朗かに歩めのカタパルトスープレックスのレビュー・感想・評価

朗かに歩め(1930年製作の映画)
3.7
戦前に小津安二郎が手がけたギャング映画です。ヤクザ映画ではなく、ギャング映画。

小津安二郎監督の特徴の一つは「小津好み」です。小物や衣装に自分の好みを反映させます。戦後の「小津好み」も和服や小物など自分の好みの品を小道具として使ったことで有名です。戦後に洋服が主流になっても和服を使い続けました。戦前の「小津好み」は戦後と全く違って、アメリカンです。戦前も戦後も実際の日本人像とはかけ離れたファンタジーを描くのが小津安二郎監督の特徴の人となんです。
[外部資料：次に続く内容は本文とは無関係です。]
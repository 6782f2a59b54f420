// Storage collaborator for the scheduling core
//
// The scheduler never keeps state between calls; every read and the single
// allocation write go through a SchedulingStore.

pub mod memory;
pub mod postgres;

pub use memory::MemoryStore;
pub use postgres::PgStore;

use async_trait::async_trait;
use chrono::{DateTime, NaiveDate, NaiveTime, Timelike, Utc};
use hvacpro_shared::{Customer, JobType, JobWithDetails, Technician};
use rust_decimal::Decimal;
use std::time::Duration;
use thiserror::Error;

use crate::scheduling::availability::TimeWindow;

#[derive(Error, Debug)]
pub enum StorageError {
    #[error("Database error: {0}")]
    Database(#[from] sqlx::Error),
    #[error("Storage call timed out after {0:?}")]
    Timeout(Duration),
    #[error("Technician {technician_id} is already booked on {date} at {time}")]
    SlotTaken {
        technician_id: i64,
        date: NaiveDate,
        time: NaiveTime,
    },
    #[error("Invalid data: {0}")]
    InvalidData(String),
}

pub type StorageResult<T> = Result<T, StorageError>;

/// An existing, non-cancelled assignment occupying a technician's calendar.
#[derive(Debug, Clone, Copy, PartialEq, Eq)]
pub struct BookedInterval {
    pub technician_id: i64,
    pub start: NaiveTime,
    pub duration_minutes: u32,
}

impl BookedInterval {
    pub fn window(&self) -> TimeWindow {
        TimeWindow::starting_at(minutes_of(self.start), self.duration_minutes)
    }
}

/// Fields of a job about to be written in `scheduled` status.
#[derive(Debug, Clone, PartialEq, Eq)]
pub struct NewJob {
    pub customer_id: i64,
    pub technician_id: i64,
    pub job_type: JobType,
    pub priority: i32,
    pub scheduled_date: NaiveDate,
    pub scheduled_time: NaiveTime,
    pub estimated_duration: u32,
    pub notes: Option<String>,
}

impl NewJob {
    pub fn window(&self) -> TimeWindow {
        TimeWindow::starting_at(minutes_of(self.scheduled_time), self.estimated_duration)
    }

    pub fn slot_taken(&self) -> StorageError {
        StorageError::SlotTaken {
            technician_id: self.technician_id,
            date: self.scheduled_date,
            time: self.scheduled_time,
        }
    }
}

pub fn minutes_of(time: NaiveTime) -> u32 {
    time.hour() * 60 + time.minute()
}

#[cfg_attr(test, mockall::automock)]
#[async_trait]
pub trait SchedulingStore: Send + Sync {
    async fn customer(&self, id: i64) -> StorageResult<Option<Customer>>;

    /// All customers ordered by name.
    async fn customers(&self) -> StorageResult<Vec<Customer>>;

    /// Active technicians in ascending id order.
    async fn active_technicians(&self) -> StorageResult<Vec<Technician>>;

    /// Assignments on `date` that still hold a technician's time.
    async fn booked_intervals(&self, date: NaiveDate) -> StorageResult<Vec<BookedInterval>>;

    /// Writes the job and returns its id in one transaction. Fails with
    /// `StorageError::SlotTaken` when the technician already has an
    /// overlapping non-cancelled job that day.
    async fn insert_job(&self, job: &NewJob) -> StorageResult<i64>;

    async fn job_with_details(&self, id: i64) -> StorageResult<Option<JobWithDetails>>;

    /// Every job on `date`, ordered by start time.
    async fn jobs_on(&self, date: NaiveDate) -> StorageResult<Vec<JobWithDetails>>;

    async fn completed_revenue_since(&self, since: DateTime<Utc>) -> StorageResult<Decimal>;

    async fn completed_count_since(&self, since: DateTime<Utc>) -> StorageResult<i64>;

    /// Moves a scheduled job to completed. Returns false if it was not scheduled.
    async fn complete_job(
        &self,
        id: i64,
        job_value: Decimal,
        completed_at: DateTime<Utc>,
    ) -> StorageResult<bool>;

    /// Moves a scheduled job to cancelled. Returns false if it was not scheduled.
    async fn cancel_job(&self, id: i64) -> StorageResult<bool>;
}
本作は戦前の小津安二郎監督のアメリカンな「小津好み」を色濃く表している作品です。ストーリーは堅気の娘に惚れたヤクザものが稼業から足を洗うというクラシックなお話です。しかし、ここで登場するヤクザものはどちらかといえばアメリカのギャング。日本のヤクザとぜんぜん違います。ですから、本作はヤクザ映画ではなく、ギャング映画なんです。

ファッションからクルマ、部屋のインテリアに至るまで。すべてアメリカンな「小津好み」で埋め尽くされています。

本作の脚本は小津安二郎の盟友の清水宏。『大学は出たけれど』もそうですが、どことなく清水宏監督作品っぽさがあります。松竹蒲田時代、小津、清水、そして伏見晁は仲が良かったようですね。三人でアメリカンな「小津好み」の世界を作り上げていきます。

内容としてはどうということない話ですが、キャラクター造形も含めて初期の小津安二郎作品の中でこの作品が大好きなんですよねえ。